Preços sobem com demanda e custos
A força da procura também aparece nos preços. O metro quadrado médio dos imóveis verticais chegou a R$ 7.515, alta de 4,01% sobre o quarto trimestre de 2025 e de 13,91% na comparação anual. Unidades de dois quartos, predominantes nos lançamentos, avançaram para R$ 6.744 por metro quadrado, enquanto imóveis de três quartos chegaram a R$ 9.088. A pressão reflete tanto a demanda aquecida quanto o aumento de custos de materiais como aço, cobre, alumínio e cimento por causa do conflito entre Estados Unidos e Irã.
Infraestrutura e mão de obra viram gargalos
O crescimento, porém, não é homogêneo. No trimestre, não houve lançamentos residenciais horizontais nem comerciais, e os lançamentos verticais caíram.
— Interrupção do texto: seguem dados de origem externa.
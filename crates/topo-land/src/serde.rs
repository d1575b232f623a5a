use std::collections::BTreeMap;
use std::fs;
use std::path::Path;

use serde::{de::DeserializeOwned, Serialize};
use serde_json::{Map, Value};
use sha2::{Digest, Sha256};
use topo_core::errors::{ErrorInfo, TopoError};

fn serde_error(code: &str, err: impl ToString) -> TopoError {
    TopoError::Serde(ErrorInfo::new(code, err.to_string()))
}

fn path_error(code: &str, path: &Path, err: impl ToString) -> TopoError {
    TopoError::Serde(
        ErrorInfo::new(code, err.to_string()).with_context("path", path.display().to_string()),
    )
}

/// Rebuilds every object with its keys in lexical order.
fn sort_keys(value: Value) -> Value {
    match value {
        Value::Object(map) => Value::Object(
            map.into_iter()
                .map(|(key, value)| (key, sort_keys(value)))
                .collect::<BTreeMap<_, _>>()
                .into_iter()
                .collect::<Map<_, _>>(),
        ),
        Value::Array(values) => Value::Array(values.into_iter().map(sort_keys).collect()),
        other => other,
    }
}

/// Serializes a value into compact JSON bytes with sorted keys.
pub fn to_canonical_json_bytes<T: Serialize>(value: &T) -> Result<Vec<u8>, TopoError> {
    let value = serde_json::to_value(value).map_err(|err| serde_error("json-serialize", err))?;
    serde_json::to_vec(&sort_keys(value)).map_err(|err| serde_error("json-write", err))
}

/// Writes the canonical JSON form of `value` to `path`, creating parent directories.
pub fn write_canonical_json<T: Serialize>(path: &Path, value: &T) -> Result<(), TopoError> {
    if let Some(parent) = path.parent() {
        fs::create_dir_all(parent).map_err(|err| path_error("json-mkdir", parent, err))?;
    }
    let bytes = to_canonical_json_bytes(value)?;
    fs::write(path, bytes).map_err(|err| path_error("json-file-write", path, err))
}

/// Reads a JSON file written by [`write_canonical_json`].
pub fn read_json<T: DeserializeOwned>(path: &Path) -> Result<T, TopoError> {
    let bytes = fs::read(path).map_err(|err| path_error("json-read", path, err))?;
    serde_json::from_slice(&bytes).map_err(|err| path_error("json-parse", path, err))
}

/// Serializes a value into YAML.
pub fn to_yaml_string<T: Serialize>(value: &T) -> Result<String, TopoError> {
    serde_yaml::to_string(value).map_err(|err| serde_error("yaml-serialize", err))
}

/// Deserializes a YAML payload into the requested type.
pub fn from_yaml_slice<T: DeserializeOwned>(data: &[u8]) -> Result<T, TopoError> {
    serde_yaml::from_slice(data).map_err(|err| serde_error("yaml-deserialize", err))
}

/// Hex SHA-256 of the canonical JSON form of `value`.
pub fn stable_hash_string<T: Serialize>(value: &T) -> Result<String, TopoError> {
    let bytes = to_canonical_json_bytes(value)?;
    Ok(format!("{:x}", Sha256::digest(&bytes)))
}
De janeiro a março, foram lançados em Manaus quatro empreendimentos verticais, com 1.448 novas unidades – 81,4% delas do MCMV. O volume foi 27,6% menor do que o do primeiro trimestre de 2025.
A entidade projeta avanço moderado em um cenário desafiador, condicionado à queda gradual dos juros, à disponibilidade de mão de obra e à capacidade do poder público de acompanhar a expansão com infraestrutura e serviços. Sem esse reforço, o risco é que a demanda continue forte, mas encontre limites em custos, prazos de obra e inadimplência.